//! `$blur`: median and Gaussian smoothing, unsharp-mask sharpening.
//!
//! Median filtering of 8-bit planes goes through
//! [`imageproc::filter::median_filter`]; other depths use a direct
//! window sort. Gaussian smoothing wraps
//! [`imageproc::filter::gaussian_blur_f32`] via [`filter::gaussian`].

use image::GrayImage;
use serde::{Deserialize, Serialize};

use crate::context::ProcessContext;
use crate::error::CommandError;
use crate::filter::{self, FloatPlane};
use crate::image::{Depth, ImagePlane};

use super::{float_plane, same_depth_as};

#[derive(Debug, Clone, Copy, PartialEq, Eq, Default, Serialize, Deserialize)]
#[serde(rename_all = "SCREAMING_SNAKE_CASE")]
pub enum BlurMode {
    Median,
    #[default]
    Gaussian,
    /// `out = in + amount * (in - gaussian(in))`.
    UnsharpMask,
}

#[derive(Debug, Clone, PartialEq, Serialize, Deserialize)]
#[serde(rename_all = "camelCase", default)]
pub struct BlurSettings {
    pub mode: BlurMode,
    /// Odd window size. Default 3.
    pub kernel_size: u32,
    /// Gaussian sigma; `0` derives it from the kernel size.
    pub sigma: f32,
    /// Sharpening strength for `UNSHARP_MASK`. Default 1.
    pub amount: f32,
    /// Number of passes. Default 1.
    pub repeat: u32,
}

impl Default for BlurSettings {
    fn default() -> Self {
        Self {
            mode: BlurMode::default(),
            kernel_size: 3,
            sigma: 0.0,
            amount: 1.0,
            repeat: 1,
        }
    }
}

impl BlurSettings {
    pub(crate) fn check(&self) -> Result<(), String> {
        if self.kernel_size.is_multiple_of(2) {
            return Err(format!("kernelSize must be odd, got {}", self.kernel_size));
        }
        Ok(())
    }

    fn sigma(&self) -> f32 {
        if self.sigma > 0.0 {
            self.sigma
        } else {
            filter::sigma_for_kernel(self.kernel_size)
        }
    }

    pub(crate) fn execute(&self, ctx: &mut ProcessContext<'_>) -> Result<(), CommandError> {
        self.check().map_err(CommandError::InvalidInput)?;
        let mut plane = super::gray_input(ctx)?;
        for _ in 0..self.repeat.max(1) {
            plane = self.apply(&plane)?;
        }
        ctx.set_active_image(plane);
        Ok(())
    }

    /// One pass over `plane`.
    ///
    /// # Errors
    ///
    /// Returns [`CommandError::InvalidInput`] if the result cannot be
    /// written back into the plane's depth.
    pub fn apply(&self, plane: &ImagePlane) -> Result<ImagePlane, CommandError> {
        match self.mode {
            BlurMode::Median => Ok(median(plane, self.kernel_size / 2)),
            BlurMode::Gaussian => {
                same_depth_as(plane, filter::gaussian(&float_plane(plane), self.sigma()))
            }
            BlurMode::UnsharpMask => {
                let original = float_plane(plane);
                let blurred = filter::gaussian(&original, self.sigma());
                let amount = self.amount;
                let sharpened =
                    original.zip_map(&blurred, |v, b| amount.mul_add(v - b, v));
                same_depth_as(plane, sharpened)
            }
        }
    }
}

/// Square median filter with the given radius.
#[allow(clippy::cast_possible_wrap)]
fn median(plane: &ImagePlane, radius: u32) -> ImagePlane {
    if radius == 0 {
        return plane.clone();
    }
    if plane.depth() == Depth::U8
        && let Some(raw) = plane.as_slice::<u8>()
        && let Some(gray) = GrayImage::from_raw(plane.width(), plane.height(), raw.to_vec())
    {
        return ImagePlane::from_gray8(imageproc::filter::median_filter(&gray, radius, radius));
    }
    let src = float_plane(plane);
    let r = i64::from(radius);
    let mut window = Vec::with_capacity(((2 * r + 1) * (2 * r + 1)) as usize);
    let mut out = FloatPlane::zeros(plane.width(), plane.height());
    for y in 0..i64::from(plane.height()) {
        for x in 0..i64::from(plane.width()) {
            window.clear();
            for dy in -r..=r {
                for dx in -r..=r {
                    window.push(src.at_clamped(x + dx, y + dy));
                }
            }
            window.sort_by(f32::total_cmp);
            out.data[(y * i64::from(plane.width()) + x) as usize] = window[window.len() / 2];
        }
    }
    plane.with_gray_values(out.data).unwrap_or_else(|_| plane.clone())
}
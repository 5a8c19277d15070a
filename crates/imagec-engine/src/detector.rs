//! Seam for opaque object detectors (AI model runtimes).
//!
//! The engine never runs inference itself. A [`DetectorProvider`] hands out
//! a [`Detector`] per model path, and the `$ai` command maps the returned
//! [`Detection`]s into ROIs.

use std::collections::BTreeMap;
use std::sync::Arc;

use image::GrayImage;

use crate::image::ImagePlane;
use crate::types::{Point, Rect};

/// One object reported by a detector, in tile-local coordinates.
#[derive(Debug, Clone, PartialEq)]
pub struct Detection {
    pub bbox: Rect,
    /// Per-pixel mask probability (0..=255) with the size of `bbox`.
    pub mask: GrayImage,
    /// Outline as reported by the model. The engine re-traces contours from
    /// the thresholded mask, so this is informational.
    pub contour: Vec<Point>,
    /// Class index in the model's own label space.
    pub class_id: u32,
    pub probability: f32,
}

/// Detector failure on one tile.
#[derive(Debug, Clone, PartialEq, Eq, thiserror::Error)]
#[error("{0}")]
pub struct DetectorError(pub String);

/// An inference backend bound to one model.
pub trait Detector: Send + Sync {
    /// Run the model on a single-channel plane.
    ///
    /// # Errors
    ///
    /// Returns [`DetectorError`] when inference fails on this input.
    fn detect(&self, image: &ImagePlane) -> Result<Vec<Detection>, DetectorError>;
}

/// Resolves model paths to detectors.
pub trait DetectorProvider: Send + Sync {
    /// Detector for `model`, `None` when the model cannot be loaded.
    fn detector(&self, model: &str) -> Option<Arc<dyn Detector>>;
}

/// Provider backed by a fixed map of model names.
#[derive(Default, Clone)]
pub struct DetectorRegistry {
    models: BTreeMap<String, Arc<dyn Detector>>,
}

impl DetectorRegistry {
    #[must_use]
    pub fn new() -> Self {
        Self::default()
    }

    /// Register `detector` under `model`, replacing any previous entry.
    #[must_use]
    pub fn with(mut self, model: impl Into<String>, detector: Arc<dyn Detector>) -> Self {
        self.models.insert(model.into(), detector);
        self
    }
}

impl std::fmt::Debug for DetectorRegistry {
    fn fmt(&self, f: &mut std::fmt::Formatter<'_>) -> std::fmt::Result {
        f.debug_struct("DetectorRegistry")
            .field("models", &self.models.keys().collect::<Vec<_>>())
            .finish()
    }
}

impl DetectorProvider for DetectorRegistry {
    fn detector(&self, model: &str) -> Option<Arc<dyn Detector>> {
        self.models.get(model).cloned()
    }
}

########################################

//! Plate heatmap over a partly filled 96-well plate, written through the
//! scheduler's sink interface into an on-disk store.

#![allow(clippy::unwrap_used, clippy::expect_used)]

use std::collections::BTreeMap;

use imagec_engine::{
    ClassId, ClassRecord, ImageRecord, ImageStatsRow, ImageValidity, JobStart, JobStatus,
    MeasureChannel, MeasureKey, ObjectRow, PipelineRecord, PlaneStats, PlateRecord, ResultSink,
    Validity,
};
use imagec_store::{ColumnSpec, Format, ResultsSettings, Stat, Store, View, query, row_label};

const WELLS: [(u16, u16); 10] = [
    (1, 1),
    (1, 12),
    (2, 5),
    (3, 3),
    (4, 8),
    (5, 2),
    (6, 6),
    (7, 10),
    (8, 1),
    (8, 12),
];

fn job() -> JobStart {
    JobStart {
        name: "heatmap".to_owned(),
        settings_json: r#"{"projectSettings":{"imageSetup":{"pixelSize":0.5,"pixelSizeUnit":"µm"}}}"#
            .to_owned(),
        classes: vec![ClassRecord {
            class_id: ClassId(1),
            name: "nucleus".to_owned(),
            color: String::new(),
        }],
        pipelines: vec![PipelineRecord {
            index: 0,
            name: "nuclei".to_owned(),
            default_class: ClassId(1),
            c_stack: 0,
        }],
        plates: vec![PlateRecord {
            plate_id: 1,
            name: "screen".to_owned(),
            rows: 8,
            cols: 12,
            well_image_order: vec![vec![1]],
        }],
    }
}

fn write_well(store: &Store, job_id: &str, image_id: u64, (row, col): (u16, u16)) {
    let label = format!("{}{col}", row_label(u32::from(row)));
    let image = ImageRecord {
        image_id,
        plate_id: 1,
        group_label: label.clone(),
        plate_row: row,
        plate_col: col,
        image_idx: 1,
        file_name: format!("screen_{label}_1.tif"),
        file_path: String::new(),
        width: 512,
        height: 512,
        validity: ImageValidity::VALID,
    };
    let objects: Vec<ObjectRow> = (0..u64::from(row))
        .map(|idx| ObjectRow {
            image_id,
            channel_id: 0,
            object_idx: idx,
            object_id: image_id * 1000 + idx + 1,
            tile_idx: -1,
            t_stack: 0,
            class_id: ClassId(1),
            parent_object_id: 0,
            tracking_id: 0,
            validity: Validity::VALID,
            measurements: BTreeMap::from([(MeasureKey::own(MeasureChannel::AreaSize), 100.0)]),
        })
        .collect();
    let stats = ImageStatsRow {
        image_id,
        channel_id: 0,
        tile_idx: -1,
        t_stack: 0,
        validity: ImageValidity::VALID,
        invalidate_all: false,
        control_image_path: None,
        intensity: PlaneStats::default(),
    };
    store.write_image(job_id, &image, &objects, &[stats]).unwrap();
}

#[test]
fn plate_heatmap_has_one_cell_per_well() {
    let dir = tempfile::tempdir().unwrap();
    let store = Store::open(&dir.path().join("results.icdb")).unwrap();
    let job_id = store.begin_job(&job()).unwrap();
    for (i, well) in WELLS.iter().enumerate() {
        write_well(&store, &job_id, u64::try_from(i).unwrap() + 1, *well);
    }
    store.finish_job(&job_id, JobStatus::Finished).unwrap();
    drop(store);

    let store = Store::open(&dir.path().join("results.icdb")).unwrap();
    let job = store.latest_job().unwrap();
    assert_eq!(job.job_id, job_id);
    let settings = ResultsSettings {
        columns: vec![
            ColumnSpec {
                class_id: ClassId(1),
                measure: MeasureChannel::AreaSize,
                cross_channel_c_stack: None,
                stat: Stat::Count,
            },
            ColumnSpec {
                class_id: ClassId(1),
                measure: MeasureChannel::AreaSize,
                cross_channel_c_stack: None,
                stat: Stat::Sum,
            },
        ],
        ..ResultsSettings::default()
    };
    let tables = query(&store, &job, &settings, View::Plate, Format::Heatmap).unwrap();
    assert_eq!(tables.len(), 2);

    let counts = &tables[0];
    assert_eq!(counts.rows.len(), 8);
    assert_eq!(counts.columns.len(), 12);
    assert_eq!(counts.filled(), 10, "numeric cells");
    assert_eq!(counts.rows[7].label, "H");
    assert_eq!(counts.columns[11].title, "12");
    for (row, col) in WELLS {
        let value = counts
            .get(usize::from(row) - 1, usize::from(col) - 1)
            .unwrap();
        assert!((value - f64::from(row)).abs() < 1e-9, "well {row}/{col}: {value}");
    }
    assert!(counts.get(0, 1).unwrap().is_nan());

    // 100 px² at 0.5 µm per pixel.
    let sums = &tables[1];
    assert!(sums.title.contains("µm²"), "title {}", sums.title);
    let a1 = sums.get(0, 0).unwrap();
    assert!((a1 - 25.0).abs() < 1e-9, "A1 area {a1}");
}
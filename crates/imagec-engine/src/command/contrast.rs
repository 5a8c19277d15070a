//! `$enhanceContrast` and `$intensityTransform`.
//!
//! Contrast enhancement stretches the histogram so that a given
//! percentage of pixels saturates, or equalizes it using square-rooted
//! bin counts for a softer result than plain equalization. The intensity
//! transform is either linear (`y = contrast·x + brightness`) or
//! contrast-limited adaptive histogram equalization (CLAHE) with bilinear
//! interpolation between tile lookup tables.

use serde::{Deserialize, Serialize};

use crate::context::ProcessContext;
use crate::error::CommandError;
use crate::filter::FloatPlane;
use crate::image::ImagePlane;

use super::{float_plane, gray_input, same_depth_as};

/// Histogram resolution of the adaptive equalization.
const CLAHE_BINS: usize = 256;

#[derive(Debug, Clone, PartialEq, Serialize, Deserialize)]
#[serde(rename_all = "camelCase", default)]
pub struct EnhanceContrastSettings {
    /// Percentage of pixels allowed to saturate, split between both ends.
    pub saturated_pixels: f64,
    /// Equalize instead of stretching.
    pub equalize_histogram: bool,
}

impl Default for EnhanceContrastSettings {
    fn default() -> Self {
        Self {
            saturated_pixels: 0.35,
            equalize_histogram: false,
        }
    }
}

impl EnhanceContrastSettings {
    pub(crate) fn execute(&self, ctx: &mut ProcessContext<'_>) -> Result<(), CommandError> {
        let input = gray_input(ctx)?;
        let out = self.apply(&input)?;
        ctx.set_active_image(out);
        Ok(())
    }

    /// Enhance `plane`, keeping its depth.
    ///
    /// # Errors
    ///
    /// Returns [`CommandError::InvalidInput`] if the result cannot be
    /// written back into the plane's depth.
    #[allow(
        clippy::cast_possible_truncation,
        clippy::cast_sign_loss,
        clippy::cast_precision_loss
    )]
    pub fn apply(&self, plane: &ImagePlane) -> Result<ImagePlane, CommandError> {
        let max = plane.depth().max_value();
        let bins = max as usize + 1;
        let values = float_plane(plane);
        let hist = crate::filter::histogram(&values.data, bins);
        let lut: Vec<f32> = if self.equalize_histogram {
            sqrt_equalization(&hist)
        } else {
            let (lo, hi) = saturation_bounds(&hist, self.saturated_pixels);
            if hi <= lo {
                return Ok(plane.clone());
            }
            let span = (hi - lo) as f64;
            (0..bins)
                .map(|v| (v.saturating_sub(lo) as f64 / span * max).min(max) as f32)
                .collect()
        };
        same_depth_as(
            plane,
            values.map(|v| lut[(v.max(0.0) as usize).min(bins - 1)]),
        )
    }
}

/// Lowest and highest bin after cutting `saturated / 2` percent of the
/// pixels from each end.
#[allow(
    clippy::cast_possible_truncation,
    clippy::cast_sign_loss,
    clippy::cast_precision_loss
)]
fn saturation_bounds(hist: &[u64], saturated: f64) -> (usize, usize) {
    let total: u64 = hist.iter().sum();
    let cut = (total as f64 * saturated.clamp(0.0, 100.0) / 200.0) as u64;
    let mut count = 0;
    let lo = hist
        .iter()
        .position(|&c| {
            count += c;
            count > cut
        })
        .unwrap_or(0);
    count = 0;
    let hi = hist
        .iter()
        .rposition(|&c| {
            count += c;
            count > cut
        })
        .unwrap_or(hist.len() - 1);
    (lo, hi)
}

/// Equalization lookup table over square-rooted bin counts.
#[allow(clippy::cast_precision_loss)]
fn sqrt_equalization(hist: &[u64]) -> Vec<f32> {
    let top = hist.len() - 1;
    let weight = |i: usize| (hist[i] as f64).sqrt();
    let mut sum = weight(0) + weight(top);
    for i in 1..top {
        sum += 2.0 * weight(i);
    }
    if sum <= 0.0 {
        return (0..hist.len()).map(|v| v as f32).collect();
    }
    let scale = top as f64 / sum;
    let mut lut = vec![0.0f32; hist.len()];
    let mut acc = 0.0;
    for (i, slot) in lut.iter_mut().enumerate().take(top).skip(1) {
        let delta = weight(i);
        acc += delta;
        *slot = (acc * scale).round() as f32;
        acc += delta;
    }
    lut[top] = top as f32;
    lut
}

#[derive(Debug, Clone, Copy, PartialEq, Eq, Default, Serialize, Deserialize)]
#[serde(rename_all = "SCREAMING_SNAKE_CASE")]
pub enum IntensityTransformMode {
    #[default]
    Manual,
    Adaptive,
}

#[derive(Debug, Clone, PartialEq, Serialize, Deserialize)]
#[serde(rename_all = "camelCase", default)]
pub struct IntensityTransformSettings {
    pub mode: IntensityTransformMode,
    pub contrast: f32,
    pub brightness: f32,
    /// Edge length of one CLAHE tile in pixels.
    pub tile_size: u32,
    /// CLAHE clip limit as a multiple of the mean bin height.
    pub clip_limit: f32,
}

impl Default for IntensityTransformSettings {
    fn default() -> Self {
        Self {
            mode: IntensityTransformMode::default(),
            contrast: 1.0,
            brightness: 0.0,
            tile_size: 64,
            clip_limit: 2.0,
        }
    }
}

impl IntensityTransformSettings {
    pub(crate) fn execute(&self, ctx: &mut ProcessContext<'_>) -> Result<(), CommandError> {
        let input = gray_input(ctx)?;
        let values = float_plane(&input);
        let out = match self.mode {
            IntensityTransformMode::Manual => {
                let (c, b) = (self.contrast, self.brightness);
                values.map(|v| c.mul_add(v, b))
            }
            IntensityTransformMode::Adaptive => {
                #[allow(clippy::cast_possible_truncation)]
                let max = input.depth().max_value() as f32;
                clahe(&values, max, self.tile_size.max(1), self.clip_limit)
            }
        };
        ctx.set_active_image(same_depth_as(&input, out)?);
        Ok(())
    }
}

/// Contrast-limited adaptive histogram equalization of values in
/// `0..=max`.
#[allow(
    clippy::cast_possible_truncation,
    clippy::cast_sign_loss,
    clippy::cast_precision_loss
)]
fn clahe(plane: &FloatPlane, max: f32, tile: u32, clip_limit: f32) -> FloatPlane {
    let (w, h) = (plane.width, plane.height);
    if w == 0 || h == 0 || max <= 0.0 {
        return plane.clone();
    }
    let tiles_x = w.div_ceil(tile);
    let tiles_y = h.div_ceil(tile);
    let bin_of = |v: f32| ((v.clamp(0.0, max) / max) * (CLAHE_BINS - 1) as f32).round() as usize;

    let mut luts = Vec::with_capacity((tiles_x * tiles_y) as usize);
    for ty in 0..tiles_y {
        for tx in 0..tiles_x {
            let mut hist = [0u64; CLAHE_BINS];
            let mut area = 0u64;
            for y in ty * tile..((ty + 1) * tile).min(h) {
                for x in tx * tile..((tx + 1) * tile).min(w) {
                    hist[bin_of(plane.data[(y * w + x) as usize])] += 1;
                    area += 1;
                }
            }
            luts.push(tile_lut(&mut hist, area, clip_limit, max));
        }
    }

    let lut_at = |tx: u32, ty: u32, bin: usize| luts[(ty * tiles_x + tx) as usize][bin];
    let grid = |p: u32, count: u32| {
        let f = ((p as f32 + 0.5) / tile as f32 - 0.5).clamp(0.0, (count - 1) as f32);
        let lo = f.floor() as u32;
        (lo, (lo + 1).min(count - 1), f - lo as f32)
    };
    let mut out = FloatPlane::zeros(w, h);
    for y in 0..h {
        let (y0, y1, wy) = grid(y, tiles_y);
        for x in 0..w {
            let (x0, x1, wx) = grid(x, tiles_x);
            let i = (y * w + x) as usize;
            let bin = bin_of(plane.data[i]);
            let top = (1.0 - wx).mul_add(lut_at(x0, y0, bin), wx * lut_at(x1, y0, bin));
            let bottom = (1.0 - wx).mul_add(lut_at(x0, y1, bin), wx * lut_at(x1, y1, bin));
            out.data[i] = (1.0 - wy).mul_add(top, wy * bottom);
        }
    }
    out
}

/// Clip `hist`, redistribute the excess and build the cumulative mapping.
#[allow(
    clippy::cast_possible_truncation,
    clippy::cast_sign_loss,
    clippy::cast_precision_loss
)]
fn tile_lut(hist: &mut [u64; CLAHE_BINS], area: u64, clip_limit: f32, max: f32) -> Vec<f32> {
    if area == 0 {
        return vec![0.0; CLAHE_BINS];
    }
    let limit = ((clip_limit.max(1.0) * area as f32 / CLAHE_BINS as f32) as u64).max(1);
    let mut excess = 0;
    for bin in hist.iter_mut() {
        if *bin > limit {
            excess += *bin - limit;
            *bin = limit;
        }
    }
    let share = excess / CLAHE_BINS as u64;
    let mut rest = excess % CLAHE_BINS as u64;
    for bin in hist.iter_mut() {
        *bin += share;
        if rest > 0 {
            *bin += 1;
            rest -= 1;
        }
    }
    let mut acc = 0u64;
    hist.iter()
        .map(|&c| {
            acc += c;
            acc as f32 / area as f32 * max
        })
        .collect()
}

########################################

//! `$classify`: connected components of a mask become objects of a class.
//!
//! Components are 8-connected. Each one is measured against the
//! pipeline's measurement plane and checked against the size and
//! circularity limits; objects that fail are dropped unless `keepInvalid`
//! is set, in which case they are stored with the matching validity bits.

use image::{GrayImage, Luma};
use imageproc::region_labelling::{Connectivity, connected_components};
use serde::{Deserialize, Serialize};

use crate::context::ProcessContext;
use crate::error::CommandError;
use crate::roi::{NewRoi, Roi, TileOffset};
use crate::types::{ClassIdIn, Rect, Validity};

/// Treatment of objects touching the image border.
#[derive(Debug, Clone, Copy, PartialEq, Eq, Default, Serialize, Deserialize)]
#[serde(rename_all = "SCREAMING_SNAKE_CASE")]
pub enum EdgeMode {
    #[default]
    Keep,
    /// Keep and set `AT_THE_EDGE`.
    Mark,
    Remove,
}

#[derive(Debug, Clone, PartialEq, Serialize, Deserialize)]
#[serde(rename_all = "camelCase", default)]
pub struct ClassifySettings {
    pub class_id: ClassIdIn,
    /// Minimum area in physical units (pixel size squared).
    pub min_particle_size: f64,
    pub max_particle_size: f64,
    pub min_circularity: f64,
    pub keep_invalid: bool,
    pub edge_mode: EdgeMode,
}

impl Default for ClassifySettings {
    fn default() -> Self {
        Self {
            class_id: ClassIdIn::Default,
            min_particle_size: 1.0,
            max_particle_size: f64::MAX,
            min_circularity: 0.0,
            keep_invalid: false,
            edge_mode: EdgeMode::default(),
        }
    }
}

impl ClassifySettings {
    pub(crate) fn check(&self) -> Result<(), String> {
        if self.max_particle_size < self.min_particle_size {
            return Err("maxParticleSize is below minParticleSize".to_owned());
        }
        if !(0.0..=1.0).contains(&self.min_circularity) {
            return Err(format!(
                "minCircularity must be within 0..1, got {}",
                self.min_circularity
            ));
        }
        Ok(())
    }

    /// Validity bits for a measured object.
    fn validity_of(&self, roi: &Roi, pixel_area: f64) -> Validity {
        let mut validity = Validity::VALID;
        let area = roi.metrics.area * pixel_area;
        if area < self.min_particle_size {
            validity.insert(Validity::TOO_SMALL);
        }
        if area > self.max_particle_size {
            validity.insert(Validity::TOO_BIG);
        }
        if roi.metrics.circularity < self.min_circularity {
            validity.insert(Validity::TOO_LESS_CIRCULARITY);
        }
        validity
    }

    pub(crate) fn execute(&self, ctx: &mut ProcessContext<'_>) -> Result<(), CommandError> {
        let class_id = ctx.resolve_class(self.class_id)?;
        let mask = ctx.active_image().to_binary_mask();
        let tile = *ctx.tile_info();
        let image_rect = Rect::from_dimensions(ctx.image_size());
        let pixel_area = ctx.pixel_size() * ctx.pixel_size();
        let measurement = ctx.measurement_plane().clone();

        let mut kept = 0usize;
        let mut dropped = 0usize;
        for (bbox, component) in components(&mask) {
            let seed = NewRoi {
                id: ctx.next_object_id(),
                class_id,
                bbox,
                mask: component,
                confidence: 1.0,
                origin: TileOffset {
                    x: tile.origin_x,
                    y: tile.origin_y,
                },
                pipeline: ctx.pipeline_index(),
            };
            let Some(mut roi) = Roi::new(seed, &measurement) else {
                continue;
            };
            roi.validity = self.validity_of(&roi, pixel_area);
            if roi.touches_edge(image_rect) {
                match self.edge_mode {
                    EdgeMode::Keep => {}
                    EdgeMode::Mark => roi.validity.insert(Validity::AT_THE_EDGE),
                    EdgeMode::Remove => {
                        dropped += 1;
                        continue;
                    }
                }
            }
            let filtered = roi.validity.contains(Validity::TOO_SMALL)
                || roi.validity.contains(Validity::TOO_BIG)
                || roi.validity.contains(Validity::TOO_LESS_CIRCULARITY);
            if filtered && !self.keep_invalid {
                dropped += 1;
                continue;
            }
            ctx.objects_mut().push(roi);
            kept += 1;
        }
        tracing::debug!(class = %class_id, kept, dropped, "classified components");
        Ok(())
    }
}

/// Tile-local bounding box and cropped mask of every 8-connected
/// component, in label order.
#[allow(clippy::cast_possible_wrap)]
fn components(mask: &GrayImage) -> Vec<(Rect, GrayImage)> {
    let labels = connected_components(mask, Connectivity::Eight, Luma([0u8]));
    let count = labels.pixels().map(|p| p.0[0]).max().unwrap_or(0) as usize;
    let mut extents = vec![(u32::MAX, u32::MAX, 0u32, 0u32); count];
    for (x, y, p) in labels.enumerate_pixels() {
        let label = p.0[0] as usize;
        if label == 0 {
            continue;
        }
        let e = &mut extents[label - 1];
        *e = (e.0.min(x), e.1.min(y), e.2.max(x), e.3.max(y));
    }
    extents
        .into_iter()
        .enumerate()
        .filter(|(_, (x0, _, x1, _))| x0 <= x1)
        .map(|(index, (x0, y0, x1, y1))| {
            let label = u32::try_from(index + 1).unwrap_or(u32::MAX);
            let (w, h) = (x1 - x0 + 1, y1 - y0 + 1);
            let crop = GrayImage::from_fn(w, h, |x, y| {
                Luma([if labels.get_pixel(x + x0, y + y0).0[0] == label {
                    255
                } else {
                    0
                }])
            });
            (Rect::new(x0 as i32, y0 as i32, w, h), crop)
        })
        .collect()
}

########################################

*YOUR OBJECTIVE*
Starting at the line that has "smoothing, unsharp-mask sharpening." in the records above, restate word for word every line until the one that has "self.check().map_err(CommandError::InvalidInput)?;", and include that one as well.

*WRITTEN ANSWER*
//! `$blur`: median and Gaussian smoothing, unsharp-mask sharpening.
//!
//! Median filtering of 8-bit planes goes through
//! [`imageproc::filter::median_filter`]; other depths use a direct
//! window sort. Gaussian smoothing wraps
//! [`imageproc::filter::gaussian_blur_f32`] via [`filter::gaussian`].

use image::GrayImage;
use serde::{Deserialize, Serialize};

use crate::context::ProcessContext;
use crate::error::CommandError;
use crate::filter::{self, FloatPlane};
use crate::image::{Depth, ImagePlane};

use super::{float_plane, same_depth_as};

#[derive(Debug, Clone, Copy, PartialEq, Eq, Default, Serialize, Deserialize)]
#[serde(rename_all = "SCREAMING_SNAKE_CASE")]
pub enum BlurMode {
    Median,
    #[default]
    Gaussian,
    /// `out = in + amount * (in - gaussian(in))`.
    UnsharpMask,
}

#[derive(Debug, Clone, PartialEq, Serialize, Deserialize)]
#[serde(rename_all = "camelCase", default)]
pub struct BlurSettings {
    pub mode: BlurMode,
    /// Odd window size. Default 3.
    pub kernel_size: u32,
    /// Gaussian sigma; `0` derives it from the kernel size.
    pub sigma: f32,
    /// Sharpening strength for `UNSHARP_MASK`. Default 1.
    pub amount: f32,
    /// Number of passes. Default 1.
    pub repeat: u32,
}

impl Default for BlurSettings {
    fn default() -> Self {
        Self {
            mode: BlurMode::default(),
            kernel_size: 3,
            sigma: 0.0,
            amount: 1.0,
            repeat: 1,
        }
    }
}

impl BlurSettings {
    pub(crate) fn check(&self) -> Result<(), String> {
        if self.kernel_size.is_multiple_of(2) {
            return Err(format!("kernelSize must be odd, got {}", self.kernel_size));
        }
        Ok(())
    }

    fn sigma(&self) -> f32 {
        if self.sigma > 0.0 {
            self.sigma
        } else {
            filter::sigma_for_kernel(self.kernel_size)
        }
    }

    pub(crate) fn execute(&self, ctx: &mut ProcessContext<'_>) -> Result<(), CommandError> {
        self.check().map_err(CommandError::InvalidInput)?;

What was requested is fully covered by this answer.